There are love stories that, in their effort to transcend borders and cultures, end up establishing their own geopolitics of affections. Nothing foreshadowed that the Chinese pianist Yuja Wang (37) and the Finnish conductor Klaus Mäkelä (28) were going to star in one of the most talked-about romances in classical music. They met in November 2022 through mutual friends, and the chemistry quickly took effect: first on concert stages and later in offices, where the executives of the powerful agencies representing them began to rub their hands together at the advent of an artistic agreement as profitable as it was incompatible.
Daughter of a percussionist and a dancer, Wang is part of, alongside Lang Lang, Yundi Li, and Wu Qian, the famous dream team that in the last fifteen years has awakened an unprecedented appetite for classical music among the younger audience in the giant Asian country. Wang left China at the age of 14 to study music in Canada and later at the Curtis Institute in Philadelphia. She became a global celebrity in 2007 when maestro Lorin Maazel signed her for a tour of Japan and Korea with the New York Philharmonic, where she has lived ever since, "weary," she says, "of the slogans of the #MeToo movement that occasionally camp at the doors of the neighboring Lincoln Center demanding someone's head on a silver platter."
Mäkelä is a son of the ice. He was born in Helsinki, during one of those winters that allow walking on the waters of the Baltic Sea, into a family of musicians. This explains why, at just 12 years old, he was sponsored by Jorma Panula, a master of masters like Esa-Pekka Salonen and Jukka-Pekka Saraste, to continue an unusual generation of conductors destined to inherit the great podiums. Mäkelä's rapid rise (at 28 years old, he is the principal conductor of the Oslo Philharmonic and the Orchestre de Paris, and starting in 2027, he will juggle directing the Chicago Symphony and the Concertgebouw in Amsterdam) is due to musical criteria, yes, favored by the good looks of someone who could make a living as a runway model.

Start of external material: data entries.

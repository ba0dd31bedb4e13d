use serde::{Deserialize, Serialize};
use std::collections::BTreeMap;

/// Flat SEO metadata for one page.
///
/// `None` means the field was not found (or, for `h1s`/`word_count`, never
/// collected); `Some("")` means it was present but empty. Rules treat the two
/// differently.
#[derive(Debug, Clone, Default, PartialEq, Serialize, Deserialize)]
#[serde(rename_all = "camelCase", default)]
pub struct ResolvedMetadata {
    pub title: Option<String>,
    pub description: Option<String>,
    pub canonical: Option<String>,
    pub og_title: Option<String>,
    pub og_description: Option<String>,
    pub og_image: Option<String>,
    pub og_type: Option<String>,
    pub twitter_card: Option<String>,
    pub twitter_title: Option<String>,
    pub twitter_description: Option<String>,
    pub robots: Option<String>,
    /// hreflang locale -> URL
    pub alternates: Option<BTreeMap<String, String>>,
    pub structured_data: Option<Vec<serde_json::Value>>,
    pub viewport: Option<String>,
    pub favicon: Option<String>,
    pub images: Option<Vec<ImageRef>>,
    pub h1s: Option<Vec<String>>,
    pub word_count: Option<usize>,
}

#[derive(Debug, Clone, PartialEq, Eq, Serialize, Deserialize)]
pub struct ImageRef {
    pub src: String,
    pub alt: Option<String>,
}

#[derive(Debug, Clone, Copy, PartialEq, Eq, Hash, Serialize, Deserialize)]
#[serde(rename_all = "lowercase")]
pub enum Severity {
    Critical,
    Optional,
}

#[derive(Debug, Clone, Copy, PartialEq, Eq, Serialize, Deserialize)]
#[serde(rename_all = "lowercase")]
pub enum RuleStatus {
    Pass,
    Warn,
    Error,
}

/// One rule's identity together with the outcome of running it.
#[derive(Debug, Clone, PartialEq, Serialize, Deserialize)]
#[serde(rename_all = "camelCase")]
pub struct ValidationRule {
    pub id: String,
    pub name: String,
    pub description: String,
    pub weight: u32,
    pub severity: Severity,
    pub status: RuleStatus,
    #[serde(skip_serializing_if = "Option::is_none")]
    pub message: Option<String>,
    #[serde(skip_serializing_if = "Option::is_none")]
    pub value: Option<String>,
    #[serde(skip_serializing_if = "Option::is_none")]
    pub expected: Option<String>,
}

#[derive(Debug, Clone, Copy, PartialEq, Eq, PartialOrd, Ord, Serialize, Deserialize)]
pub enum Grade {
    A,
    B,
    C,
    D,
    F,
}

impl Grade {
    pub fn from_score(score: u32) -> Self {
        match score {
            90.. => Grade::A,
            80..=89 => Grade::B,
            70..=79 => Grade::C,
            60..=69 => Grade::D,
            _ => Grade::F,
        }
    }
}

impl std::fmt::Display for Grade {
    fn fmt(&self, f: &mut std::fmt::Formatter<'_>) -> std::fmt::Result {
        let letter = match self {
            Grade::A => "A",
            Grade::B => "B",
            Grade::C => "C",
            Grade::D => "D",
            Grade::F => "F",
        };
        f.write_str(letter)
    }
}

#[derive(Debug, Clone, PartialEq, Serialize, Deserialize)]
#[serde(rename_all = "camelCase")]
pub struct ValidationResult {
    pub score: u32,
    pub grade: Grade,
    pub passed: Vec<ValidationRule>,
    pub warnings: Vec<ValidationRule>,
    pub errors: Vec<ValidationRule>,
}

impl ValidationResult {
    pub fn critical_error_count(&self) -> usize {
        self.errors
            .iter()
            .filter(|rule| rule.severity == Severity::Critical)
            .count()
    }

    pub fn optional_error_count(&self) -> usize {
        self.errors
            .iter()
            .filter(|rule| rule.severity == Severity::Optional)
            .count()
    }
}

#[derive(Debug, Clone, PartialEq, Serialize, Deserialize)]
#[serde(rename_all = "camelCase")]
pub struct CrawledPage {
    pub url: String,
    /// Final HTTP status; `None` when no response was received.
    pub status: Option<u16>,
    pub content_type: Option<String>,
    pub metadata: ResolvedMetadata,
    /// Absent for pages with `error` set.
    pub validation: Option<ValidationResult>,
    pub internal_links: Vec<String>,
    pub external_links: Vec<String>,
    pub depth: usize,
    #[serde(skip_serializing_if = "Option::is_none")]
    pub error: Option<String>,
    /// Set when the response redirected to a page fetched under its own URL.
    #[serde(default, skip_serializing_if = "Option::is_none")]
    pub redirected_to: Option<String>,
    pub h1s: Vec<String>,
    pub word_count: usize,
    pub response_time_ms: u64,
    pub redirect_chain: Vec<String>,
    pub structured_data_types: Vec<String>,
    pub is_app_page: bool,
    pub script_count: usize,
    pub image_count: usize,
    pub images_missing_alt: usize,
}

impl CrawledPage {
    /// A page that could not be fetched or scored.
    pub fn failed(url: impl Into<String>, depth: usize, error: impl Into<String>) -> Self {
        Self {
            url: url.into(),
            status: None,
            content_type: None,
            metadata: ResolvedMetadata::default(),
            validation: None,
            internal_links: vec![],
            external_links: vec![],
            depth,
            error: Some(error.into()),
            redirected_to: None,
            h1s: vec![],
            word_count: 0,
            response_time_ms: 0,
            redirect_chain: vec![],
            structured_data_types: vec![],
            is_app_page: false,
            script_count: 0,
            image_count: 0,
            images_missing_alt: 0,
        }
    }

    /// Fetched and scored.
    pub fn is_ok(&self) -> bool {
        self.error.is_none() && self.redirected_to.is_none()
    }

    pub fn is_failed(&self) -> bool {
        self.error.is_some()
    }

    /// A redirect onto a URL that is scored separately.
    pub fn is_redirect_only(&self) -> bool {
        self.error.is_none() && self.redirected_to.is_some()
    }

    /// Entry for a URL that redirected onto an already-fetched page.
    pub fn redirect_only(
        url: impl Into<String>,
        depth: usize,
        status: u16,
        target: impl Into<String>,
        redirect_chain: Vec<String>,
    ) -> Self {
        let mut page = Self::failed(url, depth, "");
        page.error = None;
        page.status = Some(status);
        page.redirected_to = Some(target.into());
        page.redirect_chain = redirect_chain;
        page
    }

    /// Non-HTML responses exist; they are not broken links.
    pub fn is_non_html(&self) -> bool {
        self.error
            .as_deref()
            .is_some_and(|e| e.starts_with(NOT_HTML_PREFIX))
    }
}

pub const NOT_HTML_PREFIX: &str = "Not HTML";

#[derive(Debug, Clone, PartialEq, Eq, Serialize, Deserialize)]
#[serde(rename_all = "camelCase")]
pub struct DuplicateGroup {
    pub value: String,
    pub urls: Vec<String>,
}

#[derive(Debug, Clone, Copy, PartialEq, Eq, Serialize, Deserialize)]
#[serde(rename_all = "lowercase")]
pub enum H1IssueKind {
    Missing,
    Multiple,
}

#[derive(Debug, Clone, PartialEq, Eq, Serialize, Deserialize)]
#[serde(rename_all = "camelCase")]
pub struct H1Issue {
    pub url: String,
    pub issue: H1IssueKind,
    pub count: usize,
}

#[derive(Debug, Clone, PartialEq, Eq, Serialize, Deserialize)]
#[serde(rename_all = "camelCase")]
pub struct BrokenLink {
    pub from: String,
    pub to: String,
    pub status: Option<u16>,
    #[serde(skip_serializing_if = "Option::is_none")]
    pub error: Option<String>,
}

#[derive(Debug, Clone, PartialEq, Eq, Serialize, Deserialize)]
#[serde(rename_all = "camelCase")]
pub struct NonHtmlLink {
    pub from: String,
    pub to: String,
    pub content_type: Option<String>,
}

#[derive(Debug, Clone, PartialEq, Eq, Serialize, Deserialize)]
#[serde(rename_all = "camelCase")]
pub struct RedirectChain {
    pub url: String,
    pub chain: Vec<String>,
}

#[derive(Debug, Clone, PartialEq, Eq, Serialize, Deserialize)]
#[serde(rename_all = "camelCase")]
pub struct ThinContentPage {
    pub url: String,
    pub word_count: usize,
    pub is_app_page: bool,
}

#[derive(Debug, Clone, PartialEq, Eq, Serialize, Deserialize)]
#[serde(rename_all = "camelCase")]
pub struct SlowPage {
    pub url: String,
    pub response_time_ms: u64,
}

#[derive(Debug, Clone, PartialEq, Eq, Serialize, Deserialize)]
#[serde(rename_all = "camelCase")]
pub struct ImageAltIssue {
    pub url: String,
    pub total_images: usize,
    pub missing_alt: usize,
}

#[derive(Debug, Clone, PartialEq, Eq, Serialize, Deserialize)]
#[serde(rename_all = "camelCase")]
pub struct BrokenImage {
    pub page: String,
    pub src: String,
    pub status: Option<u16>,
    #[serde(skip_serializing_if = "Option::is_none")]
    pub error: Option<String>,
}

#[derive(Debug, Clone, Copy, PartialEq, Eq, Serialize, Deserialize)]
#[serde(rename_all = "camelCase")]
pub enum AssetKind {
    OgImage,
    Favicon,
    Canonical,
    Hreflang,
}

#[derive(Debug, Clone, PartialEq, Eq, Serialize, Deserialize)]
#[serde(rename_all = "camelCase")]
pub struct AssetCheck {
    pub kind: AssetKind,
    pub url: String,
    pub status: Option<u16>,
    pub content_type: Option<String>,
    pub ok: bool,
    #[serde(skip_serializing_if = "Option::is_none")]
    pub message: Option<String>,
}

/// Cross-page findings computed once after the crawl.
#[derive(Debug, Clone, Default, PartialEq, Serialize, Deserialize)]
#[serde(rename_all = "camelCase")]
pub struct CrawlAnalysis {
    pub duplicate_titles: Vec<DuplicateGroup>,
    pub duplicate_descriptions: Vec<DuplicateGroup>,
    pub h1_issues: Vec<H1Issue>,
    pub broken_internal_links: Vec<BrokenLink>,
    pub non_html_links: Vec<NonHtmlLink>,
    pub redirect_chains: Vec<RedirectChain>,
    pub thin_content: Vec<ThinContentPage>,
    pub inlinks: BTreeMap<String, usize>,
    pub orphan_pages: Vec<String>,
    pub slowest_pages: Vec<SlowPage>,
    pub structured_data_types: BTreeMap<String, usize>,
    pub image_alt_issues: Vec<ImageAltIssue>,
    pub broken_external_links: Vec<BrokenLink>,
    pub bot_blocked_links: Vec<BrokenLink>,
    pub broken_images: Vec<BrokenImage>,
    pub content_types: BTreeMap<String, usize>,
    pub not_in_sitemap: Vec<String>,
    pub sitemap_only: Vec<String>,
    pub robots_blocked: Vec<String>,
    pub asset_checks: Vec<AssetCheck>,
}

/// Root output of a crawl, serialized as JSON for CI and dashboards.
#[derive(Debug, Clone, Serialize, Deserialize)]
#[serde(rename_all = "camelCase")]
pub struct CrawlResult {
    pub start_url: String,
    pub domain: String,
    pub pages: Vec<CrawledPage>,
    pub total_pages: usize,
    pub passed_pages: usize,
    pub errored_pages: usize,
    pub score: u32,
    pub grade: Grade,
    pub critical_errors: usize,
    pub optional_errors: usize,
    pub warnings: usize,
    pub skipped_urls: Vec<String>,
    pub duration_ms: u64,
    pub timestamp: String,
    pub analysis: CrawlAnalysis,
}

Earlier this year, the schedules of Yuja Wang and Klaus Mäkelä underwent several last-minute changes, precisely in the concerts where they were supposed to coincide as conductor and guest soloist. After several months of rumors on internet forums, the worst suspicions were confirmed when the Finnish musician and the Chinese performer stopped following each other on social media at the same time. The pleas of their fans for a reconciliation, at least artistically, like Charles Dutoit and Martha Argerich (also a conductor and pianist who, after an unexpected divorce, continued to share the stage), were in vain: apparently, the short-lived romance between Wang and Mäkelä was too passionate and intense to face each other again in a crowded room full of witnesses.
Last July, Mäkelä conducted a couple of concerts at the Palacio Carlos V as the headliner of the Granada Festival. He did not grant a single interview. His exquisite versions of Schoenberg's Transfigured Night and Mahler's Fourth Symphony reaffirmed his dual status as a golden boy of classical music and a worthy heir to Riccardo Muti in American lands. A few weeks later, on August 9, Wang visited the Santander Festival. She also avoided questions from the press, but it was evident that she was not at her best and even found it difficult to smile, which of course did not prevent her from captivating the audience with a program that encompassed all moods: from the luminous, almost cheerful atmosphere of Ravel's Jeux d'eau to the arrangement of the second movement of Shostakovich's String Quartet No. 8, which Wang played as if all the pain that the Russian composer poured into the score was not foreign to her.